### RECORDS PROVIDED:
▽

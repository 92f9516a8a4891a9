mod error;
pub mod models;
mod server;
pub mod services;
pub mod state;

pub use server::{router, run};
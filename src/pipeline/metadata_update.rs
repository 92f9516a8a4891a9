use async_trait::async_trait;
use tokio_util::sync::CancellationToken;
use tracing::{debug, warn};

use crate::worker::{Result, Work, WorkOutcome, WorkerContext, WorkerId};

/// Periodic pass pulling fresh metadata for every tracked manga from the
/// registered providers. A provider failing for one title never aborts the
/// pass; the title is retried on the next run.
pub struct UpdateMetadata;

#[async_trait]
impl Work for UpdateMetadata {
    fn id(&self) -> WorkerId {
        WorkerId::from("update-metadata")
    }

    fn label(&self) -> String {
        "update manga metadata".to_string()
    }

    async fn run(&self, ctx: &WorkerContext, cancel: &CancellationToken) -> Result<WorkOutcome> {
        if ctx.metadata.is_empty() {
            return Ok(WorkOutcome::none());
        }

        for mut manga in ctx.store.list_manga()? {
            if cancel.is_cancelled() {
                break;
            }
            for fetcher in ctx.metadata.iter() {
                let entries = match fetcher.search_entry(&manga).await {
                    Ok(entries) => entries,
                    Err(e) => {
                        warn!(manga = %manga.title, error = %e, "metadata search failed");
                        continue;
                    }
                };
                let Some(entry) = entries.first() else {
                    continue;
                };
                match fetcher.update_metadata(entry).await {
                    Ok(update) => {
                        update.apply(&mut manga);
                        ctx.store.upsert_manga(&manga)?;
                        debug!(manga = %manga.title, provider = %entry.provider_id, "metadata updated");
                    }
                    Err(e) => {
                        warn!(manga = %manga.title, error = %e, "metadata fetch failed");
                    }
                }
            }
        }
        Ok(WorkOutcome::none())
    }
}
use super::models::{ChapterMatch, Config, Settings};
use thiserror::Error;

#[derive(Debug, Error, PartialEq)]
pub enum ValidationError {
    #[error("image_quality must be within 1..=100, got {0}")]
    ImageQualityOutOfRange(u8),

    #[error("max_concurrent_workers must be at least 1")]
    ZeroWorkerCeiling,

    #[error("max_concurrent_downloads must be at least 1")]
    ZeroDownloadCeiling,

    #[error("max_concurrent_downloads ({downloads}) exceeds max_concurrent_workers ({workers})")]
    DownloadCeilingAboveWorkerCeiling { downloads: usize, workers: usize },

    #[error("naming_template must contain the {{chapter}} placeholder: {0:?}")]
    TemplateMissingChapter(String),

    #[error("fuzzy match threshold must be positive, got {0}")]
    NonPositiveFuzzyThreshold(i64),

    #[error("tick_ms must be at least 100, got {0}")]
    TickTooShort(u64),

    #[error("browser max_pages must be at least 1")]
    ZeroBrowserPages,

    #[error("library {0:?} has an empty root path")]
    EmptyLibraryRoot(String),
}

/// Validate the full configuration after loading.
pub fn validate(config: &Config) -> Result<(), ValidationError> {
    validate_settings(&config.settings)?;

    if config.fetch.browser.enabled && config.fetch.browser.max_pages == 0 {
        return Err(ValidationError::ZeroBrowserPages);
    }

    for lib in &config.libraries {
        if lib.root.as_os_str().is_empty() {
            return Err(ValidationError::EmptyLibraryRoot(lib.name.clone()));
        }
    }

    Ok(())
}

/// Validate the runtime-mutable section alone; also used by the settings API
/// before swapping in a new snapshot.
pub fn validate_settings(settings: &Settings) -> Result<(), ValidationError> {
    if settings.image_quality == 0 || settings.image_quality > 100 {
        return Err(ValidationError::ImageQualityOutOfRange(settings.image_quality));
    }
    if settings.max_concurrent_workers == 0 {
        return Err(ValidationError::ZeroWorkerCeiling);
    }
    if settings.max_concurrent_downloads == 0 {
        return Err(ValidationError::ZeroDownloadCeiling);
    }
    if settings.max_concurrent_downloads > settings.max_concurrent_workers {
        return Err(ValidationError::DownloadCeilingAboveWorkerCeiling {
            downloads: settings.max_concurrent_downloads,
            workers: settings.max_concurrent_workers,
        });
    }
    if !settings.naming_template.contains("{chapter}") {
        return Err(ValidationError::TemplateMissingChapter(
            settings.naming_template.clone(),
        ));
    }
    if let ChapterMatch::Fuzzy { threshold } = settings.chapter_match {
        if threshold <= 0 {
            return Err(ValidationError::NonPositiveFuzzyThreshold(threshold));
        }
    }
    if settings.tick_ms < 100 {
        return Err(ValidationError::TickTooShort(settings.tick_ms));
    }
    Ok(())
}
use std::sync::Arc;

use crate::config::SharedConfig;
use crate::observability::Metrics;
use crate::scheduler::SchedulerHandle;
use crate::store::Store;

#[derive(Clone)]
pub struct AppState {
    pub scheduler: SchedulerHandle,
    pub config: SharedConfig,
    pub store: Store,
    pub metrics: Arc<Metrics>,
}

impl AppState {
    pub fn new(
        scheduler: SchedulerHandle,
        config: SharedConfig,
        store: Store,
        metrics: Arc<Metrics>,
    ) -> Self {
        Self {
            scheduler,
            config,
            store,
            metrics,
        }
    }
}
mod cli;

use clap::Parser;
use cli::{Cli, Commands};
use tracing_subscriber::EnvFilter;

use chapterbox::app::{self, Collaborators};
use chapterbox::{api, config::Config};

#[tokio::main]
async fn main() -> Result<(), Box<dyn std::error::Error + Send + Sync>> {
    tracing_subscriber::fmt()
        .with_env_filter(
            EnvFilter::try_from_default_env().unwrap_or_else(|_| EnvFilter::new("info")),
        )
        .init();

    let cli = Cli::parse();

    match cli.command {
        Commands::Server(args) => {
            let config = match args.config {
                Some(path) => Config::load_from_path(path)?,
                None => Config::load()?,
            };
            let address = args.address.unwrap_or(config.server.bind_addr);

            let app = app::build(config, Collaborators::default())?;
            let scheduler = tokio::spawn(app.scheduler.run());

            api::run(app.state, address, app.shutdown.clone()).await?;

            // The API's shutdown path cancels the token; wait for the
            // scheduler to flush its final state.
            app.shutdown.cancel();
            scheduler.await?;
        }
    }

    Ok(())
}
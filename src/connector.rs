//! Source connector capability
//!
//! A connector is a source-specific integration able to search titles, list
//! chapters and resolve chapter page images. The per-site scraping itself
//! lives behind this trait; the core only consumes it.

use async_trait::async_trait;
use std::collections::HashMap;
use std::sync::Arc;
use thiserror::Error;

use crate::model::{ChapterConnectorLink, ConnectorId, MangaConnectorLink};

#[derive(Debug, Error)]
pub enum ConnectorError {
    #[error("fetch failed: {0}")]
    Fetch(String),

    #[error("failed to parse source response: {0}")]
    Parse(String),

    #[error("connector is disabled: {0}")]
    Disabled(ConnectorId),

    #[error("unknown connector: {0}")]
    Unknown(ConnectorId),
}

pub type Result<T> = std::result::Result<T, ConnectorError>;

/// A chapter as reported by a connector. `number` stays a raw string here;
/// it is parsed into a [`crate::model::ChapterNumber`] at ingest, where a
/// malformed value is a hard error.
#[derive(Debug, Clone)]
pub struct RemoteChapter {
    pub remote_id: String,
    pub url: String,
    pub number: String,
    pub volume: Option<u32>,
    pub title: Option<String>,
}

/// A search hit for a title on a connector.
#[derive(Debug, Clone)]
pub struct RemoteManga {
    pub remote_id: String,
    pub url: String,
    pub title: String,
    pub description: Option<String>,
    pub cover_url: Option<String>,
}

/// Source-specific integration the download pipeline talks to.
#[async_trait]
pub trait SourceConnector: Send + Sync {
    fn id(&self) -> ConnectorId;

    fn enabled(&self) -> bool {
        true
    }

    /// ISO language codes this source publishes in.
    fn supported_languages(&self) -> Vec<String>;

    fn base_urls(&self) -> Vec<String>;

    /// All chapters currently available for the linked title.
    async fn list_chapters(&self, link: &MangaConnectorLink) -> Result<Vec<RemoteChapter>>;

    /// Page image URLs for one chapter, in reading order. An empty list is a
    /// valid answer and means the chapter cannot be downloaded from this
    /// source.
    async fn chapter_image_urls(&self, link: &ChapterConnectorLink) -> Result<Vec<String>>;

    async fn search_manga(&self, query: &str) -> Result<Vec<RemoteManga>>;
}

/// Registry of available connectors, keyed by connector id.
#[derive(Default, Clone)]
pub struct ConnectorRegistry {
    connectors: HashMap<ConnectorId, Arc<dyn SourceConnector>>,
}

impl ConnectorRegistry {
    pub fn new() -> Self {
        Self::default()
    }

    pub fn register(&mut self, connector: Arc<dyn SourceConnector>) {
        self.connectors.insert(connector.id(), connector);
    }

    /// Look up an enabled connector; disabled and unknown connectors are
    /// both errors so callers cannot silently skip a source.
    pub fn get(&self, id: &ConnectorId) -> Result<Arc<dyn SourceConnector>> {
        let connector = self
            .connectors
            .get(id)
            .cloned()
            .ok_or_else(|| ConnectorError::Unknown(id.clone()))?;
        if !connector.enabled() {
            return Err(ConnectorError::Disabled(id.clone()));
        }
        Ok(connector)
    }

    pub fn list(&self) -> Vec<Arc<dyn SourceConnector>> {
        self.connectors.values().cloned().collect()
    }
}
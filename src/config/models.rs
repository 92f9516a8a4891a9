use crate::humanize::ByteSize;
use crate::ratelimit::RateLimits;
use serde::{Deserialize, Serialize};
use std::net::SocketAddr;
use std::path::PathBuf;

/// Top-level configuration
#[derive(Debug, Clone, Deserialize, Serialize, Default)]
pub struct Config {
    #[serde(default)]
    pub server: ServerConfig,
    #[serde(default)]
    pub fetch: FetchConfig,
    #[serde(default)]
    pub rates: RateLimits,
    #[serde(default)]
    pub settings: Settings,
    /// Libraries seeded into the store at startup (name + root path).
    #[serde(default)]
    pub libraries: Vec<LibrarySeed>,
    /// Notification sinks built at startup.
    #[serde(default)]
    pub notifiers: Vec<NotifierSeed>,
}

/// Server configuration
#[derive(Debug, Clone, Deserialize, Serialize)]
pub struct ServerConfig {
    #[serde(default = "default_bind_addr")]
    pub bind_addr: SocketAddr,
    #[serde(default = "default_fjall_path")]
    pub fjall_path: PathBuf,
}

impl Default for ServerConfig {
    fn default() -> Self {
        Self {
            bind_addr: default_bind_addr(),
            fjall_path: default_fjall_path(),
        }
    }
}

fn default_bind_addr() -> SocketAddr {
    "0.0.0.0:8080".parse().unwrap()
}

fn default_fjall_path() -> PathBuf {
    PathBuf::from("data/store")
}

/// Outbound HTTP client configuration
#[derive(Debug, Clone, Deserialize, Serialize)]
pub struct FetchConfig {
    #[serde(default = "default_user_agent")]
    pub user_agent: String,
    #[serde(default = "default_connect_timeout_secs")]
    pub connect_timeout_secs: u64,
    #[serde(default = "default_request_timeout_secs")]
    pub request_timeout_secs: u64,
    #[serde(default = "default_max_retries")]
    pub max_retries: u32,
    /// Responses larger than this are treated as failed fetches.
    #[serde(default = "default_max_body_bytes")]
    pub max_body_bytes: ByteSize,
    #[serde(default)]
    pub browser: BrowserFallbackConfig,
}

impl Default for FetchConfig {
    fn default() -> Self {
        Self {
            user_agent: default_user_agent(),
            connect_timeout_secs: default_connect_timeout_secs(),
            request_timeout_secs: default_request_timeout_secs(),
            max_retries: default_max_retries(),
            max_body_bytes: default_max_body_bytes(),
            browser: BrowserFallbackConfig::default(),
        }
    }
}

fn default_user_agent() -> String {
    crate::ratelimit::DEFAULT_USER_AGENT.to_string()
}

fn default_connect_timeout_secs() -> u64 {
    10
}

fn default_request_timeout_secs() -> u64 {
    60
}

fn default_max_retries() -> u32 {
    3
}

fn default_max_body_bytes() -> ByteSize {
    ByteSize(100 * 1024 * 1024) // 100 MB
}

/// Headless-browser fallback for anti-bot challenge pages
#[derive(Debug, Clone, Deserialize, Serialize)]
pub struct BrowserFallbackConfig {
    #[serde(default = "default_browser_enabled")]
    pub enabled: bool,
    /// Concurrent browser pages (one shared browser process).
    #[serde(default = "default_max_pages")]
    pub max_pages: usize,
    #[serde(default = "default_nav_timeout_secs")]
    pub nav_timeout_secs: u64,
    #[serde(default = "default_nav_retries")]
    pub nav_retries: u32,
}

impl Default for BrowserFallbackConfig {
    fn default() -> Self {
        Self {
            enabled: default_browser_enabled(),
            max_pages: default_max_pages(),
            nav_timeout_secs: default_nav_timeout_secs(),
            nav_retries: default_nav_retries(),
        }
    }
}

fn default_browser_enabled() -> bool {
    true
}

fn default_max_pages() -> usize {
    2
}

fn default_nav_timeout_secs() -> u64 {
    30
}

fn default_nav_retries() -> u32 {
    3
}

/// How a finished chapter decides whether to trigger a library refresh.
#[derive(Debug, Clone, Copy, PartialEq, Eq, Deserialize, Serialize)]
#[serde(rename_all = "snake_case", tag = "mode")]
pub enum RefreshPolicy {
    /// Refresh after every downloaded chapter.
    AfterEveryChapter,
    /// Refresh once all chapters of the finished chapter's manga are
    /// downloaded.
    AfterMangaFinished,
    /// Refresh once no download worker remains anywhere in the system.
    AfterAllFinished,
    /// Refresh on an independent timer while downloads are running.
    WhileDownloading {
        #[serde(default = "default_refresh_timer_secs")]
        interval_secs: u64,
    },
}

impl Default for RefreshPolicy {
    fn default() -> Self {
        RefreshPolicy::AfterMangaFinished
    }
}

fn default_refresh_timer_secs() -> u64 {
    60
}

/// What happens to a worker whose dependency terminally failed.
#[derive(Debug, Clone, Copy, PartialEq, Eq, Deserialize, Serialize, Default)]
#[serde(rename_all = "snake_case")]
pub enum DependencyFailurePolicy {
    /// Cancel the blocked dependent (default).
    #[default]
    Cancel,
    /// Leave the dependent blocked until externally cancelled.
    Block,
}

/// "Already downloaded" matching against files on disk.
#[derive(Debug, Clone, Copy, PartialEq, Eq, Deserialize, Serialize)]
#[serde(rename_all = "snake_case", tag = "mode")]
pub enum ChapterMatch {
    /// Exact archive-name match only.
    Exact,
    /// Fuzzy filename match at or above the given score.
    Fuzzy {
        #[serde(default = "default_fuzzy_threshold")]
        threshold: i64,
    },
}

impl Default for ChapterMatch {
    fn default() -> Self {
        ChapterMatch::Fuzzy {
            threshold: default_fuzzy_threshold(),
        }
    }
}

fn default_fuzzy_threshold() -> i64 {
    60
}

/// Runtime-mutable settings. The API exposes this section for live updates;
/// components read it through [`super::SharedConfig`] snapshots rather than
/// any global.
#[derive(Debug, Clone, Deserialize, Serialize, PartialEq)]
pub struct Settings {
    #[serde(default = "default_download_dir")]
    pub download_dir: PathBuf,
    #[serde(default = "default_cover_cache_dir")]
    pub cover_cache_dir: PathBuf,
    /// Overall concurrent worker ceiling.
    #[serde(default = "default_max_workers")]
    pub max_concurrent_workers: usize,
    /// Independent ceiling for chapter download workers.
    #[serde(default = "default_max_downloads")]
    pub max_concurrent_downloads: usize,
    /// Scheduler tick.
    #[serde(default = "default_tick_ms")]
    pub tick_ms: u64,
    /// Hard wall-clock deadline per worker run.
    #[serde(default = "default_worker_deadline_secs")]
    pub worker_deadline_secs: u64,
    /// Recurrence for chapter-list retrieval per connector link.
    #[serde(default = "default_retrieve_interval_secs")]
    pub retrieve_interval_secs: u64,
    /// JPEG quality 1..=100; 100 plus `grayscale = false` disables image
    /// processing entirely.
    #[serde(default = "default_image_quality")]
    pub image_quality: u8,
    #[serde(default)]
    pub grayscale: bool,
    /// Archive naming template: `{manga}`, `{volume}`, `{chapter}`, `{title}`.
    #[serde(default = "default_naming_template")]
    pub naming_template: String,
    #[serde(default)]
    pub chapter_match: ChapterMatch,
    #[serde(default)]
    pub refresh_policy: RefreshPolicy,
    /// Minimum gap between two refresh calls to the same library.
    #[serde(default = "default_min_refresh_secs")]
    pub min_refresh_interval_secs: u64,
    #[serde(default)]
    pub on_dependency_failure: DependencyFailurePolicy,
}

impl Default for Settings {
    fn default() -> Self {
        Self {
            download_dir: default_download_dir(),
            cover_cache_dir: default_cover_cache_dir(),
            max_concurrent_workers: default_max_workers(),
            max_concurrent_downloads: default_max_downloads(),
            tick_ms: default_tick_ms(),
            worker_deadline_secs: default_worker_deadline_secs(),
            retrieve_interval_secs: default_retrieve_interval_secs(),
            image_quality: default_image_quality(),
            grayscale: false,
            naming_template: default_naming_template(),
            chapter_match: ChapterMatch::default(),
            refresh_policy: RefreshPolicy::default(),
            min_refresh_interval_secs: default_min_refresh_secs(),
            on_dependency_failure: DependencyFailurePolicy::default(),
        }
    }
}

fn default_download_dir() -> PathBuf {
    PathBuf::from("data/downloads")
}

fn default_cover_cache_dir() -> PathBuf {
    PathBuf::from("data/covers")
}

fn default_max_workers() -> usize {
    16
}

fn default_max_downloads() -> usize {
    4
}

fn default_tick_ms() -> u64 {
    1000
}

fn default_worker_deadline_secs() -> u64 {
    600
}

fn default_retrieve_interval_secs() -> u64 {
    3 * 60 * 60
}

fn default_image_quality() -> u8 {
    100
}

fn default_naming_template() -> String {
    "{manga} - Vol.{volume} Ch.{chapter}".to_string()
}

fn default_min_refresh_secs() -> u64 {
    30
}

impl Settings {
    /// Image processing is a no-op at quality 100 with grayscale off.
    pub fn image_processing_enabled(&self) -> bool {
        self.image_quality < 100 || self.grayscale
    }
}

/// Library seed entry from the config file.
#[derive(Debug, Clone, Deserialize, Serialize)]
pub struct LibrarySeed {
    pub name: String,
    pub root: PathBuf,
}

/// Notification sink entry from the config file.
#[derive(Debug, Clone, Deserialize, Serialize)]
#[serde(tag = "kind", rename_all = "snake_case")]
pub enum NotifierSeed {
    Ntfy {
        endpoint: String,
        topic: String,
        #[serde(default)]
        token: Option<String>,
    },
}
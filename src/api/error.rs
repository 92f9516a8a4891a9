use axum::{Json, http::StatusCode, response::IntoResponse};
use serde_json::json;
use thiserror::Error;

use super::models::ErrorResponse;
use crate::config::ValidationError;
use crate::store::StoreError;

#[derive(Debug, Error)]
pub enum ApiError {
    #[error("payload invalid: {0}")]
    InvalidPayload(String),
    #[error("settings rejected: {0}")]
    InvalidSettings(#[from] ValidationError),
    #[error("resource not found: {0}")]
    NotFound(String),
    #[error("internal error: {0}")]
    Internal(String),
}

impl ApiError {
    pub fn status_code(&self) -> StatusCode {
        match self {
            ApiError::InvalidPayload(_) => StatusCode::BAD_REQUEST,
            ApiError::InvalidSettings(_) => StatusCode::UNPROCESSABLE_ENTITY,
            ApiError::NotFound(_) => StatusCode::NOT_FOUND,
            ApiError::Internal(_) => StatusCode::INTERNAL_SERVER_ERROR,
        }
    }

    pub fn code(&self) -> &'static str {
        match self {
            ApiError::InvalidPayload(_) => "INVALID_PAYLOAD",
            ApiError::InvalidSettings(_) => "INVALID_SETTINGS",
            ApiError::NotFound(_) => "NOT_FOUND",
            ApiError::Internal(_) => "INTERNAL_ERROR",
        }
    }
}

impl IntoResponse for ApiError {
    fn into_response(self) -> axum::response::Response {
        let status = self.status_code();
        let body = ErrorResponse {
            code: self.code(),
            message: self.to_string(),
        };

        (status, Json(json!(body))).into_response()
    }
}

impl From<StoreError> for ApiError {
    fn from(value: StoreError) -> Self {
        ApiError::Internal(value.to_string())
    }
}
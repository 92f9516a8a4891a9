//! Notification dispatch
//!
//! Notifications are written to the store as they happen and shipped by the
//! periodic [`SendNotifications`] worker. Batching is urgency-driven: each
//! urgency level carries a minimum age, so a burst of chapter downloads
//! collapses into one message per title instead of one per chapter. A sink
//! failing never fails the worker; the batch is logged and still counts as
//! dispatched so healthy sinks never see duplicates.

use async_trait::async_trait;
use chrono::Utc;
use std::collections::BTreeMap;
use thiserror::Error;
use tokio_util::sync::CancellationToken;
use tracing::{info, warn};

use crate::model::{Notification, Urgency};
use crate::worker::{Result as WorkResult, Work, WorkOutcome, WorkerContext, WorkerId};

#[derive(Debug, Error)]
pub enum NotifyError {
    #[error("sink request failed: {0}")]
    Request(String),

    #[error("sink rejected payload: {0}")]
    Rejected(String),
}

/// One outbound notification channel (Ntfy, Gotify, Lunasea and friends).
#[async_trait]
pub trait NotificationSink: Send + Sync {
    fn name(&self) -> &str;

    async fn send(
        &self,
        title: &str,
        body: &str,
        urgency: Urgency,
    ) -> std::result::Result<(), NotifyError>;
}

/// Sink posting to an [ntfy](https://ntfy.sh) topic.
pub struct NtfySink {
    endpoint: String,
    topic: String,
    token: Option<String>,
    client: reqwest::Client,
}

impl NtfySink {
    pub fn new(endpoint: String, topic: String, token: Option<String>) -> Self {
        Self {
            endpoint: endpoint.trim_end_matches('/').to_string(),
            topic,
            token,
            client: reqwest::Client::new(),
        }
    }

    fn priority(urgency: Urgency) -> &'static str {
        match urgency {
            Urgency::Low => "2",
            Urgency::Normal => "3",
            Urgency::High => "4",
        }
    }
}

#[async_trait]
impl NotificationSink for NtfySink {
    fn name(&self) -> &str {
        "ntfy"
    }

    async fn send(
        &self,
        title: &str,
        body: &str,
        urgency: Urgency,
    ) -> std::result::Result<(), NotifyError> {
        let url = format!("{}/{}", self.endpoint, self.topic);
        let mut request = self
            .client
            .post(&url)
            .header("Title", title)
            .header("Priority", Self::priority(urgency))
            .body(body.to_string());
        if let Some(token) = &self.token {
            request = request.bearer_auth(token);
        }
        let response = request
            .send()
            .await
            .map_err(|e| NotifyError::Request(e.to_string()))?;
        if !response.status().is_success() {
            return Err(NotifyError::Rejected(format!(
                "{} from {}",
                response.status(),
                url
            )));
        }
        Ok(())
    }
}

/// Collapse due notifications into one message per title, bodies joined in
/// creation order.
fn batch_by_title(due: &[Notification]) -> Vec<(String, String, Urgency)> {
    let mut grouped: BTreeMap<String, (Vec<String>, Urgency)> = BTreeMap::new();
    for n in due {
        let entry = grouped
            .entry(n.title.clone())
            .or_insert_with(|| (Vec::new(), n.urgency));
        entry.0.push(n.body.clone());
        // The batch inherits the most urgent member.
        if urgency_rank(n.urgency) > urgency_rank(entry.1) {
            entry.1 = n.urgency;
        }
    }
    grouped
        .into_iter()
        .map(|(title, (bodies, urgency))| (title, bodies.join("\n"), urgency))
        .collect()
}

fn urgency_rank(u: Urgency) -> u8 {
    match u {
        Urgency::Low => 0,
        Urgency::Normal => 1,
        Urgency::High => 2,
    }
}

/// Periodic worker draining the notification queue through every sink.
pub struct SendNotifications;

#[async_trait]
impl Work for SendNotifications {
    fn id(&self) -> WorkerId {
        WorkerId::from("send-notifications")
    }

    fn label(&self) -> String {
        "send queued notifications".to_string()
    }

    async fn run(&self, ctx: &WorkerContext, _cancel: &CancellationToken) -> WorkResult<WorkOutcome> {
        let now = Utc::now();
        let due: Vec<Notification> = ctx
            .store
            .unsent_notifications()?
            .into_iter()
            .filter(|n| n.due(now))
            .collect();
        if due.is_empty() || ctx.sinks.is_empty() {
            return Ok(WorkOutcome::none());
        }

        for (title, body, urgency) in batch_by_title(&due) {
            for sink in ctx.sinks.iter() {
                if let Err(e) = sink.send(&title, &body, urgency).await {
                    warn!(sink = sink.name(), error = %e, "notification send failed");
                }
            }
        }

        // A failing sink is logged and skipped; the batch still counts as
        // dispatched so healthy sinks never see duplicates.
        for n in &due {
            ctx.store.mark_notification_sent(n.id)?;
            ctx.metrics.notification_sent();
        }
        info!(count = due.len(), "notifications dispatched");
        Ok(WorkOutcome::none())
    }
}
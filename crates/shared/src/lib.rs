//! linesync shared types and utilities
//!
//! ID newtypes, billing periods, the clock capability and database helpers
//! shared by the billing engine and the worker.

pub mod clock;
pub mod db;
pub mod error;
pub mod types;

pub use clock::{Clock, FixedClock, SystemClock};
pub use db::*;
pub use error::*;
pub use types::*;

△

### WHAT TO PRODUCE:
Find the word "clock" in the entries and show each line where it is found.

### OUTPUT OF THE TASK:
    /// Hard wall-clock deadline per worker run.
//! ID newtypes, billing periods, the clock capability and database helpers
pub mod clock;
pub use clock::{Clock, FixedClock, SystemClock};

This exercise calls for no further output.